Le début de l'histoire du LK-99 remonte à plus d'une vingtaine d'années. Ce matériau a été découvert en 1999 par deux chercheurs en supraconductivité dont les initiales ont servi à nommer cet étrange objet, Lee Seok-bae et Kim Ji-hoon. Ce n'est toutefois que récemment que leur composite a été reconnu comme tel. Enfin, il y a quelques jours, l'émoi était au rendez-vous lorsqu'est apparue une vidéo où l'on voit un échantillon de LK-99 partiellement en lévitation au-dessus d'un aimant. Cela serait la preuve des propriétés particulières de ce matériau vis-à-vis du champ magnétique, ce qui garantirait ses caractéristiques de supraconducteur.

Son intérêt principal réside dans le fait qu'il permettrait d'avoir un courant électrique sans dissipation de chaleur et donc d'énergie. Cela permettrait à une nouvelle génération de batteries de voir le jour, avec un stockage optimal de l'électricité. Plus besoin de refroidir les appareils utilisant des supraconducteurs! Fini aussi les supercalculateurs grands comme des armoires qui produisent une chaleur astronomique dans des buildings qui leur sont entièrement consacrés!

Il serait également possible d'imaginer des moyens de transport (notamment des trains) à lévitation magnétique, d'où une absence de frottements au sol et des capacités de vitesse accrues, le tout sans oublier la possibilité de voyager avec une émission carbone réduite au minimum. Les réseaux électriques seraient d'une efficacité inégalée jusqu'à présent. Les fusées disposeraient pour leur part de meilleurs propulseurs et de champs magnétiques protégeant des radiations solaires. Cela ouvre aussi la voie au perfectionnement de la fusion nucléaire, sans déchets à vie longue et avec une énergie décuplée. Et la liste des innovations pourrait être encore très longue.

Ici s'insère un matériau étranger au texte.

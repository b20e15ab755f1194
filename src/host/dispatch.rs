use std::fmt;
use std::str::FromStr;

use thiserror::Error;

use crate::backend::{LedgerStore, StoreError};
use crate::core::{AssetError, AssetService, TxContext};

/// Entry points of the service surface, by the names callers invoke.
#[derive(Clone, Copy, Debug, PartialEq, Eq)]
pub enum Function {
    InitLedger,
    CreateAsset,
    ReadAsset,
    UpdateAsset,
    DeleteAsset,
    AssetExists,
    TransferAsset,
    GetAllAssets
}

impl Function {
    pub const ALL: [Function; 8] = [
        Function::InitLedger,
        Function::CreateAsset,
        Function::ReadAsset,
        Function::UpdateAsset,
        Function::DeleteAsset,
        Function::AssetExists,
        Function::TransferAsset,
        Function::GetAllAssets
    ];

    pub fn name(&self) -> &'static str {
        match self {
            Function::InitLedger => "InitLedger",
            Function::CreateAsset => "CreateAsset",
            Function::ReadAsset => "ReadAsset",
            Function::UpdateAsset => "UpdateAsset",
            Function::DeleteAsset => "DeleteAsset",
            Function::AssetExists => "AssetExists",
            Function::TransferAsset => "TransferAsset",
            Function::GetAllAssets => "GetAllAssets"
        }
    }

    /// Number of string arguments the function takes.
    pub fn arity(&self) -> usize {
        match self {
            Function::InitLedger | Function::GetAllAssets => 0,
            Function::CreateAsset | Function::ReadAsset
                | Function::DeleteAsset | Function::AssetExists => 1,
            Function::TransferAsset => 2,
            Function::UpdateAsset => 5
        }
    }

    /// Read-only functions never have their writes committed.
    pub fn is_read_only(&self) -> bool {
        matches!(self, Function::ReadAsset | Function::AssetExists | Function::GetAllAssets)
    }
}

impl fmt::Display for Function {
    fn fmt(&self, f: &mut fmt::Formatter<'_>) -> fmt::Result {
        write!(f, "{}", self.name())
    }
}

impl FromStr for Function {
    type Err = InvokeError;

    fn from_str(name: &str) -> Result<Self, Self::Err> {
        if name == "SeedLedger" {
            return Ok(Function::InitLedger);
        }
        Function::ALL.iter()
            .find(|function| function.name() == name)
            .copied()
            .ok_or_else(|| InvokeError::UnknownFunction(name.to_owned()))
    }
}

#[derive(Debug, Error)]
pub enum InvokeError {
    #[error("unknown function: {0}")]
    UnknownFunction(String),
    #[error("{function} takes {expected} arguments, got {got}")]
    Arity {
        function: Function,
        expected: usize,
        got: usize
    },
    #[error(transparent)]
    Asset(#[from] AssetError),
    /// The staged writes could not be persisted and were dropped.
    #[error("failed to commit {function}: {source}")]
    Commit {
        function: Function,
        #[source]
        source: StoreError
    }
}

/// Runs `function` against the context and renders its result as the
/// response payload. Argument checks happen before any store call.
pub fn call<S: LedgerStore>(
    service: &AssetService,
    ctx: &mut TxContext<S>,
    function: Function,
    args: &[String]
) -> Result<Vec<u8>, InvokeError> {
    if args.len() != function.arity() {
        return Err(InvokeError::Arity { function, expected: function.arity(), got: args.len() });
    }

    let payload = match function {
        Function::InitLedger => {
            service.init_ledger(ctx)?;
            Vec::new()
        },
        Function::CreateAsset => service.create_asset(ctx, args[0].as_bytes())?,
        Function::ReadAsset => service.read_asset(ctx, &args[0])?,
        Function::UpdateAsset => {
            service.update_asset(ctx, &args[0], &args[1], &args[2], &args[3], &args[4])?;
            Vec::new()
        },
        Function::DeleteAsset => {
            service.delete_asset(ctx, &args[0])?;
            Vec::new()
        },
        Function::AssetExists => service.asset_exists(ctx, &args[0])?.to_string().into_bytes(),
        Function::TransferAsset => {
            service.transfer_asset(ctx, &args[0], &args[1])?;
            Vec::new()
        },
        Function::GetAllAssets => {
            let entries = service.get_all_assets(ctx)?;
            serde_json::to_vec(&entries)
                .map_err(|source| AssetError::Encode { id: "*".to_string(), source })?
        }
    };
    Ok(payload)
}


#[cfg(test)]
mod tests {
    use crate::backend::MemoryStore;
    use crate::core::{AssetError, AssetService, TxContext};
    use crate::host::dispatch::{self, Function, InvokeError};

    use rstest::rstest;
    use serde_json::json;

    fn args(values: &[&str]) -> Vec<String> {
        values.iter().map(|value| value.to_string()).collect()
    }

    #[rstest]
    #[case("InitLedger", Function::InitLedger)]
    #[case("SeedLedger", Function::InitLedger)]
    #[case("TransferAsset", Function::TransferAsset)]
    #[case("GetAllAssets", Function::GetAllAssets)]
    fn parse_names(#[case] name: &str, #[case] expected: Function) {
        assert_eq!(name.parse::<Function>().unwrap(), expected);
    }

    #[test]
    fn names_round_trip() {
        for function in Function::ALL {
            assert_eq!(function.name().parse::<Function>().unwrap(), function);
        }
    }

    #[rstest]
    #[case("readAsset")]
    #[case("")]
    #[case("DropTable")]
    fn unknown_names(#[case] name: &str) {
        assert!(matches!(name.parse::<Function>(), Err(InvokeError::UnknownFunction(_))));
    }

    #[rstest]
    #[case(Function::ReadAsset, vec![])]
    #[case(Function::UpdateAsset, vec!["1", "red"])]
    #[case(Function::GetAllAssets, vec!["extra"])]
    fn arity_is_checked_before_the_store(#[case] function: Function, #[case] given: Vec<&str>) {
        let mut store = MemoryStore::new();
        let mut ctx = TxContext::new("tx", &mut store);

        let res = dispatch::call(&AssetService::new(), &mut ctx, function, &args(&given));
        assert!(matches!(res, Err(InvokeError::Arity { got, .. }) if got == given.len()));
    }

    #[test]
    fn full_lifecycle() {
        let service = AssetService::new();
        let mut store = MemoryStore::new();
        let mut ctx = TxContext::new("tx", &mut store);

        let created = dispatch::call(&service, &mut ctx, Function::CreateAsset,
            &args(&[r#"{"ID":"car1","make":"Toyota"}"#])).unwrap();
        assert_eq!(created, br#"{"ID":"car1","make":"Toyota"}"#.to_vec());

        let exists = dispatch::call(&service, &mut ctx, Function::AssetExists, &args(&["car1"])).unwrap();
        assert_eq!(exists, b"true".to_vec());

        dispatch::call(&service, &mut ctx, Function::TransferAsset, &args(&["car1", "Dave"])).unwrap();
        let all = dispatch::call(&service, &mut ctx, Function::GetAllAssets, &[]).unwrap();
        let all: serde_json::Value = serde_json::from_slice(&all).unwrap();
        assert_eq!(all, json!([{"Key": "car1", "Record": {"ID": "car1", "make": "Toyota", "owner": "Dave"}}]));

        dispatch::call(&service, &mut ctx, Function::DeleteAsset, &args(&["car1"])).unwrap();
        let exists = dispatch::call(&service, &mut ctx, Function::AssetExists, &args(&["car1"])).unwrap();
        assert_eq!(exists, b"false".to_vec());

        let res = dispatch::call(&service, &mut ctx, Function::ReadAsset, &args(&["car1"]));
        assert!(matches!(res, Err(InvokeError::Asset(AssetError::NotFound(_)))));
    }
}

Un matériau qui doit encore faire ses preuves

Oui, mais ça, c'est dans le meilleur des scénarios. Or pour l'instant, nous n'y sommes pas encore. Premier obstacle: l'annonce sud-coréenne doit être confirmée par d'autres chercheurs, et ce n'est pas gagné! En 2020, l’université du Nevada avait assuré avoir mis au point un supraconducteur similaire. Elle a rapidement déchanté, son étude présentant de sérieux défauts. Dans le cas de LK-99, le Dr. Sinéad Griffin du Lawrence Berkeley National Laboratory en Californie affirme au New York Times qu'il faut encore s'assurer qu'il s'agit bien du type de supraconducteur annoncé.

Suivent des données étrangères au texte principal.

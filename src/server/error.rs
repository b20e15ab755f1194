use axum::{
    http::StatusCode,
    response::{IntoResponse, Response}
};
use anyhow;
use log::error;

use asset_transfer::{AssetError, InvokeError};

pub(crate) enum ServerError{
    NotFound(String),
    BadRequest(String),
    InternalError(anyhow::Error)
}

impl IntoResponse for ServerError {
    fn into_response(self) -> Response {
        match self {
            Self::NotFound(msg) =>
                (StatusCode::NOT_FOUND, format!("Resource not found: {}", msg)).into_response(),
            Self::BadRequest(msg) =>
                (StatusCode::BAD_REQUEST, format!("Bad request: {}", msg)).into_response(),
            Self::InternalError(err) => {
                error!("internal error: {:#}", err);
                (StatusCode::INTERNAL_SERVER_ERROR, format!("Internal error: {}", err)).into_response()
            }
        }
    }
}

impl From<InvokeError> for ServerError {
    fn from(err: InvokeError) -> Self {
        match err {
            InvokeError::Asset(AssetError::NotFound(_)) => Self::NotFound(err.to_string()),
            InvokeError::Asset(AssetError::Decode { .. })
                | InvokeError::UnknownFunction(_)
                | InvokeError::Arity { .. } => Self::BadRequest(err.to_string()),
            other => Self::InternalError(other.into())
        }
    }
}

impl From<anyhow::Error> for ServerError {
    fn from(err: anyhow::Error) -> Self {
        Self::InternalError(err)
    }
}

La vidéo de LK-99 montre également que le matériau ne lévite que partiellement. Est-ce que cela remet en cause ses capacités? Michael Norman, de l'Argonne National Laboratory, ne cache également pas son scepticisme quant au fait que LK-99 contient de l'apatite, c'est-à-dire un minéral. "Vous avez un caillou, et vous devriez toujours vous retrouver avec un caillou", dit-il à Science.

Il faut ensuite pouvoir reproduire le processus de fabrication, non seulement pour confirmer la découverte mais aussi pour confirmer la possibilité d'en créer à grande échelle. Car il ne suffit pas d'avoir un petit échantillon pour répondre aux besoins de l'humanité! Cette reproductibilité constituera l'un des points cruciaux de la validation de l'expérience scientifique.

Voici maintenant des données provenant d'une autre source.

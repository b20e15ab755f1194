use thiserror::Error;

use crate::backend::StoreError;

#[derive(Debug, Error)]
pub enum AssetError {
    /// Occurs when an operation targets an ID whose stored value
    /// is absent or empty.
    #[error("The asset {0} does not exist")]
    NotFound(String),
    /// Occurs when a payload that has to be parsed is not a JSON
    /// object of the expected shape.
    #[error("cannot decode {subject}: {source}")]
    Decode {
        subject: String,
        #[source]
        source: serde_json::Error
    },
    #[error("cannot encode asset {id}: {source}")]
    Encode {
        id: String,
        #[source]
        source: serde_json::Error
    },
    /// Any failure reported by the world state, passed through untouched.
    #[error(transparent)]
    Store(#[from] StoreError)
}

impl AssetError {
    pub(crate) fn decode(subject: impl Into<String>, source: serde_json::Error) -> AssetError {
        AssetError::Decode { subject: subject.into(), source }
    }

    /// Decode failure for JSON that parsed but has the wrong shape.
    pub(crate) fn malformed(subject: impl Into<String>, reason: &str) -> AssetError {
        AssetError::decode(subject, serde::de::Error::custom(reason))
    }
}

pub type AssetResult<T> = Result<T, AssetError>;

Reste enfin à voir ce que cela donnera dans la pratique. Des obstacles supplémentaires pourraient apparaître lorsque ce supraconducteur sera utilisé. Ce n'est que s'il réussit à remplir toutes ses promesses que l'on pourra véritablement parler de révolution technologique. D'où la prudence mais aussi l'engouement de la communauté scientifique, qui ne demande qu'à être rassurée sur l'importance de cette découverte.